> **RAW DATA**
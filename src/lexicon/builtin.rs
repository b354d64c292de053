//! Builtin lookup tables for beginner-level Mandarin lessons.
//!
//! Traditional and simplified forms are both listed because lesson content
//! and student transcripts mix the two. The first reading of an entry is
//! its primary pronunciation.

use super::FrequencyClass::{self, Common, Rare, Regular};

pub(super) const ENTRIES: &[(&str, &[&str], FrequencyClass)] = &[
    // Words
    ("你好", &["nǐ hǎo"], Common),
    ("學生", &["xué shēng"], Common),
    ("学生", &["xué shēng"], Common),
    ("謝謝", &["xiè xie"], Common),
    ("谢谢", &["xiè xie"], Common),
    ("對不起", &["duì bu qǐ"], Common),
    ("对不起", &["duì bu qǐ"], Common),
    ("再見", &["zài jiàn"], Common),
    ("再见", &["zài jiàn"], Common),
    ("老師", &["lǎo shī"], Common),
    ("老师", &["lǎo shī"], Common),
    ("中文", &["zhōng wén"], Common),
    ("中國", &["zhōng guó"], Common),
    ("中国", &["zhōng guó"], Common),
    ("中國人", &["zhōng guó rén"], Regular),
    ("中国人", &["zhōng guó rén"], Regular),
    ("朋友", &["péng you"], Common),
    ("喜歡", &["xǐ huan"], Common),
    ("喜欢", &["xǐ huan"], Common),
    ("今天", &["jīn tiān"], Common),
    ("明天", &["míng tiān"], Common),
    ("名字", &["míng zi"], Common),
    ("什麼", &["shén me"], Common),
    ("什么", &["shén me"], Common),
    ("我們", &["wǒ men"], Common),
    ("我们", &["wǒ men"], Common),
    ("你們", &["nǐ men"], Common),
    ("你们", &["nǐ men"], Common),
    ("他們", &["tā men"], Common),
    ("他们", &["tā men"], Common),
    ("早上", &["zǎo shang"], Regular),
    ("晚上", &["wǎn shang"], Regular),
    ("吃飯", &["chī fàn"], Regular),
    ("吃饭", &["chī fàn"], Regular),
    ("工作", &["gōng zuò"], Regular),
    ("學習", &["xué xí"], Regular),
    ("学习", &["xué xí"], Regular),
    ("電話", &["diàn huà"], Regular),
    ("电话", &["diàn huà"], Regular),
    ("時候", &["shí hou"], Regular),
    ("时候", &["shí hou"], Regular),
    ("現在", &["xiàn zài"], Common),
    ("现在", &["xiàn zài"], Common),
    ("漢語", &["hàn yǔ"], Regular),
    ("汉语", &["hàn yǔ"], Regular),
    ("銀行", &["yín háng"], Rare),
    ("银行", &["yín háng"], Rare),
    ("沒有", &["méi yǒu"], Common),
    ("没有", &["méi yǒu"], Common),
    ("可以", &["kě yǐ"], Common),
    ("不客氣", &["bú kè qi"], Regular),
    ("不客气", &["bú kè qi"], Regular),
    // Characters
    ("你", &["nǐ"], Common),
    ("妳", &["nǐ"], Rare),
    ("好", &["hǎo", "hào"], Common),
    ("嗎", &["ma"], Common),
    ("吗", &["ma"], Common),
    ("我", &["wǒ"], Common),
    ("是", &["shì"], Common),
    ("事", &["shì"], Regular),
    ("市", &["shì"], Regular),
    ("十", &["shí"], Common),
    ("四", &["sì"], Common),
    ("學", &["xué"], Regular),
    ("学", &["xué"], Regular),
    ("生", &["shēng"], Regular),
    ("謝", &["xiè"], Regular),
    ("谢", &["xiè"], Regular),
    ("對", &["duì"], Regular),
    ("对", &["duì"], Regular),
    ("不", &["bù"], Common),
    ("起", &["qǐ"], Regular),
    ("再", &["zài"], Regular),
    ("在", &["zài"], Common),
    ("見", &["jiàn"], Regular),
    ("见", &["jiàn"], Regular),
    ("件", &["jiàn"], Rare),
    ("建", &["jiàn"], Rare),
    ("他", &["tā"], Common),
    ("她", &["tā"], Common),
    ("它", &["tā"], Regular),
    ("們", &["men"], Regular),
    ("们", &["men"], Regular),
    ("的", &["de", "dí", "dì"], Common),
    ("了", &["le", "liǎo"], Common),
    ("很", &["hěn"], Common),
    ("中", &["zhōng", "zhòng"], Common),
    ("文", &["wén"], Regular),
    ("問", &["wèn"], Regular),
    ("问", &["wèn"], Regular),
    ("國", &["guó"], Regular),
    ("国", &["guó"], Regular),
    ("人", &["rén"], Common),
    ("老", &["lǎo"], Regular),
    ("師", &["shī"], Regular),
    ("师", &["shī"], Regular),
    ("朋", &["péng"], Rare),
    ("友", &["yǒu"], Regular),
    ("有", &["yǒu"], Common),
    ("喜", &["xǐ"], Regular),
    ("歡", &["huān"], Rare),
    ("欢", &["huān"], Rare),
    ("今", &["jīn"], Regular),
    ("天", &["tiān"], Common),
    ("明", &["míng"], Regular),
    ("名", &["míng"], Regular),
    ("字", &["zì"], Regular),
    ("什", &["shén"], Rare),
    ("麼", &["me"], Regular),
    ("么", &["me"], Regular),
    ("早", &["zǎo"], Regular),
    ("上", &["shàng"], Common),
    ("晚", &["wǎn"], Regular),
    ("吃", &["chī"], Common),
    ("飯", &["fàn"], Regular),
    ("饭", &["fàn"], Regular),
    ("工", &["gōng"], Regular),
    ("作", &["zuò"], Regular),
    ("做", &["zuò"], Common),
    ("坐", &["zuò"], Regular),
    ("習", &["xí"], Rare),
    ("习", &["xí"], Rare),
    ("電", &["diàn"], Regular),
    ("电", &["diàn"], Regular),
    ("話", &["huà"], Regular),
    ("话", &["huà"], Regular),
    ("時", &["shí"], Regular),
    ("时", &["shí"], Regular),
    ("候", &["hòu"], Rare),
    ("現", &["xiàn"], Regular),
    ("现", &["xiàn"], Regular),
    ("漢", &["hàn"], Rare),
    ("汉", &["hàn"], Rare),
    ("語", &["yǔ"], Regular),
    ("语", &["yǔ"], Regular),
    ("行", &["xíng", "háng"], Regular),
    ("長", &["cháng", "zhǎng"], Regular),
    ("长", &["cháng", "zhǎng"], Regular),
    ("說", &["shuō"], Common),
    ("说", &["shuō"], Common),
    ("叫", &["jiào"], Common),
    ("沒", &["méi"], Common),
    ("没", &["méi"], Common),
    ("會", &["huì"], Common),
    ("会", &["huì"], Common),
    ("去", &["qù"], Common),
    ("來", &["lái"], Common),
    ("来", &["lái"], Common),
    ("大", &["dà"], Common),
    ("小", &["xiǎo"], Common),
    ("一", &["yī"], Common),
    ("二", &["èr"], Common),
    ("三", &["sān"], Common),
    ("五", &["wǔ"], Common),
    ("媽", &["mā"], Common),
    ("妈", &["mā"], Common),
    ("馬", &["mǎ"], Regular),
    ("马", &["mǎ"], Regular),
    ("麻", &["má"], Rare),
    ("罵", &["mà"], Rare),
    ("骂", &["mà"], Rare),
];

/// Groups of tokens a listener (or recognizer) easily confuses.
pub(super) const CONFUSIONS: &[&[&str]] = &[
    &["是", "事", "市", "十"],
    &["四", "十"],
    &["你", "妳"],
    &["他", "她", "它"],
    &["再", "在"],
    &["見", "件", "建"],
    &["见", "件", "建"],
    &["作", "做", "坐"],
    &["媽", "馬", "麻", "罵"],
    &["妈", "马", "麻", "骂"],
    &["嗎", "馬"],
    &["吗", "马"],
    &["名", "明"],
    &["問", "文"],
    &["问", "文"],
    &["時", "十"],
    &["时", "十"],
    &["有", "友"],
    &["再見", "在見"],
    &["再见", "在见"],
];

> **PROBLEM REQUIREMENTS**
Write the material out again word for word.

> **RESPONSE AREA**
filename src/lexicon/builtin.rs
repository b354d64c292de053
//! Builtin lookup tables for beginner-level Mandarin lessons.
//!
//! Traditional and simplified forms are both listed because lesson content
//! and student transcripts mix the two. The first reading of an entry is
//! its primary pronunciation.

use super::FrequencyClass::{self, Common, Rare, Regular};

pub(super) const ENTRIES: &[(&str, &[&str], FrequencyClass)] = &[
    // Words
    ("你好", &["nǐ hǎo"], Common),
    ("學生", &["xué shēng"], Common),
    ("学生", &["xué shēng"], Common),
    ("謝謝", &["xiè xie"], Common),
    ("谢谢", &["xiè xie"], Common),
    ("對不起", &["duì bu qǐ"], Common),
    ("对不起", &["duì bu qǐ"], Common),
    ("再見", &["zài jiàn"], Common),
    ("再见", &["zài jiàn"], Common),
    ("老師", &["lǎo shī"], Common),
    ("老师", &["lǎo shī"], Common),
    ("中文", &["zhōng wén"], Common),
    ("中國", &["zhōng guó"], Common),
    ("中国", &["zhōng guó"], Common),
    ("中國人", &["zhōng guó rén"], Regular),
    ("中国人", &["zhōng guó rén"], Regular),
    ("朋友", &["péng you"], Common),
    ("喜歡", &["xǐ huan"], Common),
    ("喜欢", &["xǐ huan"], Common),
    ("今天", &["jīn tiān"], Common),
    ("明天", &["míng tiān"], Common),
    ("名字", &["míng zi"], Common),
    ("什麼", &["shén me"], Common),
    ("什么", &["shén me"], Common),
    ("我們", &["wǒ men"], Common),
    ("我们", &["wǒ men"], Common),
    ("你們", &["nǐ men"], Common),
    ("你们", &["nǐ men"], Common),
    ("他們", &["tā men"], Common),
    ("他们", &["tā men"], Common),
    ("早上", &["zǎo shang"], Regular),
    ("晚上", &["wǎn shang"], Regular),
    ("吃飯", &["chī fàn"], Regular),
    ("吃饭", &["chī fàn"], Regular),
    ("工作", &["gōng zuò"], Regular),
    ("學習", &["xué xí"], Regular),
    ("学习", &["xué xí"], Regular),
    ("電話", &["diàn huà"], Regular),
    ("电话", &["diàn huà"], Regular),
    ("時候", &["shí hou"], Regular),
    ("时候", &["shí hou"], Regular),
    ("現在", &["xiàn zài"], Common),
    ("现在", &["xiàn zài"], Common),
    ("漢語", &["hàn yǔ"], Regular),
    ("汉语", &["hàn yǔ"], Regular),
    ("銀行", &["yín háng"], Rare),
    ("银行", &["yín háng"], Rare),
    ("沒有", &["méi yǒu"], Common),
    ("没有", &["méi yǒu"], Common),
    ("可以", &["kě yǐ"], Common),
    ("不客氣", &["bú kè qi"], Regular),
    ("不客气", &["bú kè qi"], Regular),
    // Characters
    ("你", &["nǐ"], Common),
    ("妳", &["nǐ"], Rare),
    ("好", &["hǎo", "hào"], Common),
    ("嗎", &["ma"], Common),
    ("吗", &["ma"], Common),
    ("我", &["wǒ"], Common),
    ("是", &["shì"], Common),
    ("事", &["shì"], Regular),
    ("市", &["shì"], Regular),
    ("十", &["shí"], Common),
    ("四", &["sì"], Common),
    ("學", &["xué"], Regular),
    ("学", &["xué"], Regular),
    ("生", &["shēng"], Regular),
    ("謝", &["xiè"], Regular),
    ("谢", &["xiè"], Regular),
    ("對", &["duì"], Regular),
    ("对", &["duì"], Regular),
    ("不", &["bù"], Common),
    ("起", &["qǐ"], Regular),
    ("再", &["zài"], Regular),
    ("在", &["zài"], Common),
    ("見", &["jiàn"], Regular),
    ("见", &["jiàn"], Regular),
    ("件", &["jiàn"], Rare),
    ("建", &["jiàn"], Rare),
    ("他", &["tā"], Common),
    ("她", &["tā"], Common),
    ("它", &["tā"], Regular),
    ("們", &["men"], Regular),
    ("们", &["men"], Regular),
    ("的", &["de", "dí", "dì"], Common),
    ("了", &["le", "liǎo"], Common),
    ("很", &["hěn"], Common),
    ("中", &["zhōng", "zhòng"], Common),
    ("文", &["wén"], Regular),
    ("問", &["wèn"], Regular),
    ("问", &["wèn"], Regular),
    ("國", &["guó"], Regular),
    ("国", &["guó"], Regular),
    ("人", &["rén"], Common),
    ("老", &["lǎo"], Regular),
    ("師", &["shī"], Regular),
    ("师", &["shī"], Regular),
    ("朋", &["péng"], Rare),
    ("友", &["yǒu"], Regular),
    ("有", &["yǒu"], Common),
    ("喜", &["xǐ"], Regular),
    ("歡", &["huān"], Rare),
    ("欢", &["huān"], Rare),
    ("今", &["jīn"], Regular),
    ("天", &["tiān"], Common),
    ("明", &["míng"], Regular),
    ("名", &["míng"], Regular),
    ("字", &["zì"], Regular),
    ("什", &["shén"], Rare),
    ("麼", &["me"], Regular),
    ("么", &["me"], Regular),
    ("早", &["zǎo"], Regular),
    ("上", &["shàng"], Common),
    ("晚", &["wǎn"], Regular),
    ("吃", &["chī"], Common),
    ("飯", &["fàn"], Regular),
    ("饭", &["fàn"], Regular),
    ("工", &["gōng"], Regular),
    ("作", &["zuò"], Regular),
    ("做", &["zuò"], Common),
    ("坐", &["zuò"], Regular),
    ("習", &["xí"], Rare),
    ("习", &["xí"], Rare),
    ("電", &["diàn"], Regular),
    ("电", &["diàn"], Regular),
    ("話", &["huà"], Regular),
    ("话", &["huà"], Regular),
    ("時", &["shí"], Regular),
    ("时", &["shí"], Regular),
    ("候", &["hòu"], Rare),
    ("現", &["xiàn"], Regular),
    ("现", &["xiàn"], Regular),
    ("漢", &["hàn"], Rare),
    ("汉", &["hàn"], Rare),
    ("語", &["yǔ"], Regular),
    ("语", &["yǔ"], Regular),
    ("行", &["xíng", "háng"], Regular),
    ("長", &["cháng", "zhǎng"], Regular),
    ("长", &["cháng", "zhǎng"], Regular),
    ("說", &["shuō"], Common),
    ("说", &["shuō"], Common),
    ("叫", &["jiào"], Common),
    ("沒", &["méi"], Common),
    ("没", &["méi"], Common),
    ("會", &["huì"], Common),
    ("会", &["huì"], Common),
    ("去", &["qù"], Common),
    ("來", &["lái"], Common),
    ("来", &["lái"], Common),
    ("大", &["dà"], Common),
    ("小", &["xiǎo"], Common),
    ("一", &["yī"], Common),
    ("二", &["èr"], Common),
    ("三", &["sān"], Common),
    ("五", &["wǔ"], Common),
    ("媽", &["mā"], Common),
    ("妈", &["mā"], Common),
    ("馬", &["mǎ"], Regular),
    ("马", &["mǎ"], Regular),
    ("麻", &["má"], Rare),
    ("罵", &["mà"], Rare),
    ("骂", &["mà"], Rare),
];

/// Groups of tokens a listener (or recognizer) easily confuses.
pub(super) const CONFUSIONS: &[&[&str]] = &[
    &["是", "事", "市", "十"],
    &["四", "十"],
    &["你", "妳"],
    &["他", "她", "它"],
    &["再", "在"],
    &["見", "件", "建"],
    &["见", "件", "建"],
    &["作", "做", "坐"],
    &["媽", "馬", "麻", "罵"],
    &["妈", "马", "麻", "骂"],
    &["嗎", "馬"],
    &["吗", "马"],
    &["名", "明"],
    &["問", "文"],
    &["问", "文"],
    &["時", "十"],
    &["时", "十"],
    &["有", "友"],
    &["再見", "在見"],
    &["再见", "在见"],
];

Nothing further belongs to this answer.